**Data supplied**
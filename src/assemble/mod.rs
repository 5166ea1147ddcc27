//! Layout and installation of the code image.
//!
//! The machine-code encoder is an external collaborator reached through
//! [`InstructionEncoder`]; this module owns everything around it: the
//! output buffer, the data layout and the data installers.

pub mod codebuf;
pub mod install;
pub mod layout;

pub use codebuf::CodeBuffer;
pub use layout::DataLayout;

use crate::codegen::CodegenUnit;
use crate::error::Result;
use crate::lir::{CodeOffset, LirId, LirList, Opcode, PseudoOp};

/// Target-specific machine-code encoder.
pub trait InstructionEncoder {
    /// Stamp a native offset on every linked instruction and return the
    /// size of the instruction stream in bytes. Nops occupy no space.
    fn assign_offsets(&mut self, lir: &mut LirList) -> Result<CodeOffset>;

    /// Encode the instruction stream. Data offsets are assigned by the time
    /// this runs, so PC-relative literal loads can be resolved.
    fn encode(&mut self, unit: &CodegenUnit) -> Result<Vec<u8>>;
}

/// Encoder where every target instruction has the same width. Used by the
/// CLI and tests; the bytes are a placeholder of opcode and first operand.
#[derive(Debug, Clone, Copy)]
pub struct FixedWidthEncoder {
    width: u32,
}

impl FixedWidthEncoder {
    pub fn new(width: u32) -> Self {
        Self { width }
    }
}

impl Default for FixedWidthEncoder {
    fn default() -> Self {
        Self::new(4)
    }
}

impl InstructionEncoder for FixedWidthEncoder {
    fn assign_offsets(&mut self, lir: &mut LirList) -> Result<CodeOffset> {
        let ids: Vec<LirId> = lir.iter().map(|(id, _)| id).collect();
        let mut offset: CodeOffset = 0;
        for id in ids {
            let insn = lir.get_mut(id);
            if insn.opcode == Opcode::Pseudo(PseudoOp::Align4) {
                offset = codebuf::align_up(offset, 4);
            }
            insn.offset = offset;
            if !insn.flags.is_nop && !insn.opcode.is_pseudo() {
                offset += self.width;
            }
        }
        Ok(offset)
    }

    fn encode(&mut self, unit: &CodegenUnit) -> Result<Vec<u8>> {
        let mut buf = CodeBuffer::new();
        for (_, insn) in unit.lir().live() {
            if let Opcode::Target(opcode) = insn.opcode {
                buf.pad_to(insn.offset);
                let word = ((opcode as u64) << 16) | (insn.operands[0] as u16 as u64);
                buf.emit_pointer(word, self.width.min(8));
                for _ in 8..self.width {
                    buf.emit_u8(0);
                }
            }
        }
        Ok(buf.into_code())
    }
}
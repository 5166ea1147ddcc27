//! lirasm - assembly support for a method-at-a-time compiler back end.
//!
//! Takes the instruction list produced by an instruction selector and turns
//! it into a compiled method: code image with its literal pools and tables,
//! the native PC mapping table, the native reference map and the vmap
//! table. Machine-code encoding is delegated to an [`InstructionEncoder`].

pub mod assemble;
pub mod codegen;
pub mod compiled;
pub mod config;
pub mod error;
pub mod leb128;
pub mod lir;
pub mod logging;
pub mod maps;
pub mod method;
pub mod patch;

// Re-export commonly used types
pub use assemble::{FixedWidthEncoder, InstructionEncoder};
pub use codegen::CodegenUnit;
pub use compiled::{CompiledMethod, FrameLayout};
pub use config::{AssemblerConfig, BranchOrigin, InstructionSet};
pub use error::{AssembleError, Result};
pub use maps::Diagnostic;
pub use patch::{CodePatch, CodePatchSink, MethodContext, MethodPatchSink, PatchRecorder};
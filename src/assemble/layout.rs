//! Data offset assignment.
//!
//! Once the encoder knows the size of the instruction stream, data follows
//! it in a fixed order: word literals, code-patch literals, method-patch
//! literals, switch tables, fill-array data. The installers walk the same
//! order.

use super::codebuf::align_up;
use crate::lir::{CodeOffset, FillArrayData, LiteralPool, SwitchTable};

/// Word constants: 4 bytes each, no extra alignment.
pub fn assign_literal_offsets(pool: &mut LiteralPool, mut offset: CodeOffset) -> CodeOffset {
    for lit in pool.iter_mut() {
        lit.offset = offset;
        offset += 4;
    }
    offset
}

/// Pointer literals: aligned to and sized by the pointer width.
pub fn assign_pointer_offsets(
    pool: &mut LiteralPool,
    offset: CodeOffset,
    pointer_size: u32,
) -> CodeOffset {
    let mut offset = align_up(offset, pointer_size);
    for lit in pool.iter_mut() {
        lit.offset = offset;
        offset += pointer_size;
    }
    offset
}

pub fn assign_switch_table_offsets(tables: &mut [SwitchTable], mut offset: CodeOffset) -> CodeOffset {
    for table in tables {
        table.offset = offset;
        offset += table.payload.installed_size();
    }
    offset
}

pub fn assign_fill_array_data_offsets(
    tables: &mut [FillArrayData],
    mut offset: CodeOffset,
) -> CodeOffset {
    for table in tables {
        table.offset = offset;
        offset = align_up(offset + table.size, 4);
    }
    offset
}

/// Offsets produced by one layout pass.
#[derive(Debug, Clone, Copy, PartialEq, Eq, Default)]
pub struct DataLayout {
    /// Start of the data region (code end rounded to 4).
    pub data_offset: CodeOffset,
    /// Size of the whole image.
    pub total_size: CodeOffset,
}

/// The pools and tables of one method.
pub struct DataSections<'a> {
    pub literals: &'a mut LiteralPool,
    pub code_literals: &'a mut LiteralPool,
    pub method_literals: &'a mut LiteralPool,
    pub switch_tables: &'a mut [SwitchTable],
    pub fill_array_data: &'a mut [FillArrayData],
}

/// Assign every data offset after an instruction stream of `code_size` bytes.
pub fn assign_data_offsets(
    sections: DataSections<'_>,
    code_size: CodeOffset,
    pointer_size: u32,
) -> DataLayout {
    let data_offset = align_up(code_size, 4);
    let mut offset = assign_literal_offsets(sections.literals, data_offset);
    offset = assign_pointer_offsets(sections.code_literals, offset, pointer_size);
    offset = assign_pointer_offsets(sections.method_literals, offset, pointer_size);
    offset = assign_switch_table_offsets(sections.switch_tables, offset);
    offset = assign_fill_array_data_offsets(sections.fill_array_data, offset);
    DataLayout {
        data_offset,
        total_size: offset,
    }
}
//! Literal pools.
//!
//! A pool is a singly linked, newest-first list of data records. It is
//! backed by a vector in insertion order, so list order is the reverse of
//! the vector and prepending is a push.

use serde::{Deserialize, Serialize};

use super::CodeOffset;

/// Invoke kind recorded with a pointer literal for the patcher.
#[derive(Debug, Clone, Copy, Default, PartialEq, Eq, Hash, Serialize, Deserialize)]
#[serde(rename_all = "kebab-case")]
pub enum InvokeType {
    #[default]
    Static,
    Direct,
    Virtual,
    Super,
    Interface,
}

impl InvokeType {
    pub fn as_operand(self) -> i32 {
        self as i32
    }

    pub fn from_operand(value: i32) -> Option<Self> {
        Some(match value {
            0 => InvokeType::Static,
            1 => InvokeType::Direct,
            2 => InvokeType::Virtual,
            3 => InvokeType::Super,
            4 => InvokeType::Interface,
            _ => return None,
        })
    }
}

/// Handle to a record in a [`LiteralPool`].
#[derive(Debug, Clone, Copy, PartialEq, Eq, Hash, Serialize, Deserialize)]
pub struct LiteralId(u32);

/// A data record. For word pools `operands[0]` is the value and
/// `operands[1]` may hold the high word of a wide constant found by
/// [`LiteralPool::scan_for_exact_wide`]. For pointer pools `operands[0]` is
/// the target index and `operands[1]` the invoke type.
#[derive(Debug, Clone, Copy, PartialEq, Eq)]
pub struct Literal {
    pub operands: [i32; 2],
    pub offset: CodeOffset,
}

#[derive(Debug, Clone, Default)]
pub struct LiteralPool {
    entries: Vec<Literal>,
    estimated_size: u32,
}

impl LiteralPool {
    pub fn new() -> Self {
        Self::default()
    }

    pub fn len(&self) -> usize {
        self.entries.len()
    }

    pub fn is_empty(&self) -> bool {
        self.entries.is_empty()
    }

    /// Bytes this pool has added to the code size estimate.
    pub fn estimated_size(&self) -> u32 {
        self.estimated_size
    }

    pub fn get(&self, id: LiteralId) -> &Literal {
        &self.entries[id.0 as usize]
    }

    pub fn get_mut(&mut self, id: LiteralId) -> &mut Literal {
        &mut self.entries[id.0 as usize]
    }

    /// The entry following `id` in list order (the one added before it).
    pub fn next(&self, id: LiteralId) -> Option<LiteralId> {
        id.0.checked_sub(1).map(LiteralId)
    }

    /// Iterate in list order, newest first.
    pub fn iter(&self) -> impl Iterator<Item = (LiteralId, &Literal)> + '_ {
        self.entries
            .iter()
            .enumerate()
            .rev()
            .map(|(i, lit)| (LiteralId(i as u32), lit))
    }

    pub(crate) fn iter_mut(&mut self) -> impl Iterator<Item = &mut Literal> + '_ {
        self.entries.iter_mut().rev()
    }

    fn prepend(&mut self, operands: [i32; 2], size: u32) -> LiteralId {
        let id = LiteralId(self.entries.len() as u32);
        self.entries.push(Literal {
            operands,
            offset: 0,
        });
        self.estimated_size += size;
        id
    }

    /// Add a 32-bit constant.
    pub fn add_word(&mut self, value: i32) -> LiteralId {
        self.prepend([value, 0], 4)
    }

    /// Add a 64-bit constant as two words: high first, then low. The low
    /// word is returned; the high word follows it in list order.
    pub fn add_wide(&mut self, low: i32, high: i32) -> LiteralId {
        self.add_word(high);
        self.add_word(low)
    }

    /// Add a pointer-sized patch target.
    pub fn add_pointer(&mut self, target: u32, invoke_type: InvokeType, pointer_size: u32) -> LiteralId {
        self.prepend([target as i32, invoke_type.as_operand()], pointer_size)
    }

    /// First entry, newest first, whose value is within `tolerance` of
    /// `value`.
    pub fn scan_for_near(&self, value: i32, tolerance: u32) -> Option<LiteralId> {
        self.iter()
            .find(|(_, lit)| (value.wrapping_sub(lit.operands[0]) as u32) <= tolerance)
            .map(|(id, _)| id)
    }

    /// Find a wide constant: the low word must match and the entry right
    /// after it must hold the high word. Records `high` on the match.
    pub fn scan_for_exact_wide(&mut self, low: i32, high: i32) -> Option<LiteralId> {
        let mut lo_target: Option<LiteralId> = None;
        let mut found = None;
        for (id, lit) in self.iter() {
            if let Some(lo) = lo_target {
                if lit.operands[0] == high {
                    found = Some(lo);
                    break;
                }
            }
            lo_target = (lit.operands[0] == low).then_some(id);
        }
        let lo = found?;
        self.get_mut(lo).operands[1] = high;
        Some(lo)
    }

    /// Find a pointer literal for the same target and invoke kind.
    pub fn scan_for_pointer(&self, target: u32, invoke_type: InvokeType) -> Option<LiteralId> {
        self.iter()
            .find(|(_, lit)| {
                lit.operands[0] == target as i32 && lit.operands[1] == invoke_type.as_operand()
            })
            .map(|(id, _)| id)
    }
}
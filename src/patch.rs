//! Code patch sink.
//!
//! Pointer literals written into a method's code are placeholders; the
//! sink is told where each one lives so the linker can resolve it later.
//! A single sink is shared by every compilation worker.

use std::sync::Mutex;

use serde::{Deserialize, Serialize};

use crate::lir::InvokeType;

/// Identity of the method being compiled.
#[derive(Debug, Clone, Copy, Default, PartialEq, Eq, Hash, Serialize, Deserialize)]
pub struct MethodContext {
    pub dex_file: u32,
    pub class_def_idx: u32,
    pub method_idx: u32,
    pub invoke_type: InvokeType,
}

/// Which pointer pool a patch came from.
#[derive(Debug, Clone, Copy, PartialEq, Eq, Serialize, Deserialize)]
#[serde(rename_all = "kebab-case")]
pub enum PatchKind {
    /// Direct code pointer of the target method.
    Code,
    /// Method object pointer.
    Method,
}

/// One pending patch.
#[derive(Debug, Clone, Copy, PartialEq, Eq, Serialize, Deserialize)]
pub struct CodePatch {
    pub kind: PatchKind,
    pub context: MethodContext,
    pub target_method_idx: u32,
    pub target_invoke_type: InvokeType,
    /// Byte offset of the placeholder within the method's code.
    pub literal_offset: u32,
}

/// Receiver for patch records. Implementations are shared across worker
/// threads and must synchronize internally.
pub trait CodePatchSink: Send + Sync {
    fn add_patch(&self, patch: CodePatch);
}

/// Sink that records every patch in memory.
#[derive(Debug, Default)]
pub struct PatchRecorder {
    patches: Mutex<Vec<CodePatch>>,
}

impl PatchRecorder {
    pub fn new() -> Self {
        Self::default()
    }

    pub fn len(&self) -> usize {
        self.lock().len()
    }

    pub fn is_empty(&self) -> bool {
        self.len() == 0
    }

    /// Snapshot of the recorded patches.
    pub fn patches(&self) -> Vec<CodePatch> {
        self.lock().clone()
    }

    /// Patches recorded for one method.
    pub fn patches_for(&self, method_idx: u32) -> Vec<CodePatch> {
        self.lock()
            .iter()
            .filter(|p| p.context.method_idx == method_idx)
            .copied()
            .collect()
    }

    /// Take the recorded patches, in arrival order.
    pub fn into_patches(self) -> Vec<CodePatch> {
        self.patches.into_inner().unwrap_or_else(|e| e.into_inner())
    }

    fn lock(&self) -> std::sync::MutexGuard<'_, Vec<CodePatch>> {
        // A worker that panicked mid-push leaves the vector intact.
        self.patches.lock().unwrap_or_else(|e| e.into_inner())
    }
}

impl CodePatchSink for PatchRecorder {
    fn add_patch(&self, patch: CodePatch) {
        self.lock().push(patch);
    }
}

/// Sink for a single compilation job. Keeps its own copy of every patch
/// and forwards each one to the shared sink, so a job can report exactly
/// the patches it produced even when method indices collide.
pub struct MethodPatchSink<'a> {
    shared: &'a dyn CodePatchSink,
    local: PatchRecorder,
}

impl<'a> MethodPatchSink<'a> {
    pub fn new(shared: &'a dyn CodePatchSink) -> Self {
        Self {
            shared,
            local: PatchRecorder::new(),
        }
    }

    pub fn into_patches(self) -> Vec<CodePatch> {
        self.local.into_patches()
    }
}

impl CodePatchSink for MethodPatchSink<'_> {
    fn add_patch(&self, patch: CodePatch) {
        self.local.add_patch(patch);
        self.shared.add_patch(patch);
    }
}
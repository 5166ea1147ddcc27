//! Side table construction benchmarks.

use criterion::{BenchmarkId, Criterion, black_box, criterion_group, criterion_main};

use lirasm::lir::{Lir, LirList, LiteralPool, PseudoOp};
use lirasm::maps::gc_map::NativePcToReferenceMapBuilder;
use lirasm::maps::mapping_table::{MappingTable, create_mapping_table};

/// A list with `n` safepoints and `n / 4` exported PCs, offsets stamped.
fn stamped_list(n: u32) -> LirList {
    let mut list = LirList::new(false);
    for i in 0..n {
        let call = list.push(Lir::target(1, i * 3, &[])).unwrap();
        list.get_mut(call).offset = i * 8;
        let safepoint = list.mark_safepoint_pc(call).unwrap();
        list.get_mut(safepoint).offset = i * 8 + 4;
        if i % 4 == 0 {
            let exported = list.push(Lir::pseudo(PseudoOp::ExportedPc, i * 3)).unwrap();
            list.get_mut(exported).offset = i * 8 + 4;
        }
    }
    list
}

fn bench_mapping_table(c: &mut Criterion) {
    let mut group = c.benchmark_group("mapping_table");
    for n in [16u32, 256, 4096] {
        let list = stamped_list(n);
        group.bench_with_input(BenchmarkId::new("encode", n), &list, |b, list| {
            b.iter(|| create_mapping_table(black_box(list)).unwrap())
        });
        let table = create_mapping_table(&list).unwrap();
        group.bench_with_input(BenchmarkId::new("decode", n), &table, |b, table| {
            b.iter(|| MappingTable::decode(black_box(table)).unwrap())
        });
    }
    group.finish();
}

fn bench_native_gc_map(c: &mut Criterion) {
    let mut group = c.benchmark_group("native_gc_map");
    for n in [16u32, 256, 4096] {
        let bitmap = vec![0x5a; 4];
        group.bench_with_input(BenchmarkId::new("build", n), &n, |b, &n| {
            b.iter(|| {
                let mut builder = NativePcToReferenceMapBuilder::new(n as usize, n * 8, 4).unwrap();
                for i in 0..n {
                    builder.add_entry(i * 8, &bitmap).unwrap();
                }
                builder.finish()
            })
        });
    }
    group.finish();
}

fn bench_literal_scan(c: &mut Criterion) {
    let mut pool = LiteralPool::new();
    for i in 0..512 {
        pool.add_word(i * 1000);
    }
    c.bench_function("literal_scan_near", |b| {
        b.iter(|| pool.scan_for_near(black_box(250_010), black_box(255)))
    });
}

criterion_group!(benches, bench_mapping_table, bench_native_gc_map, bench_literal_scan);
criterion_main!(benches);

**About this task**
Filter the records above for "added" and copy every matching line.

**Solution**
    /// Bytes this pool has added to the code size estimate.
    /// The entry following `id` in list order (the one added before it).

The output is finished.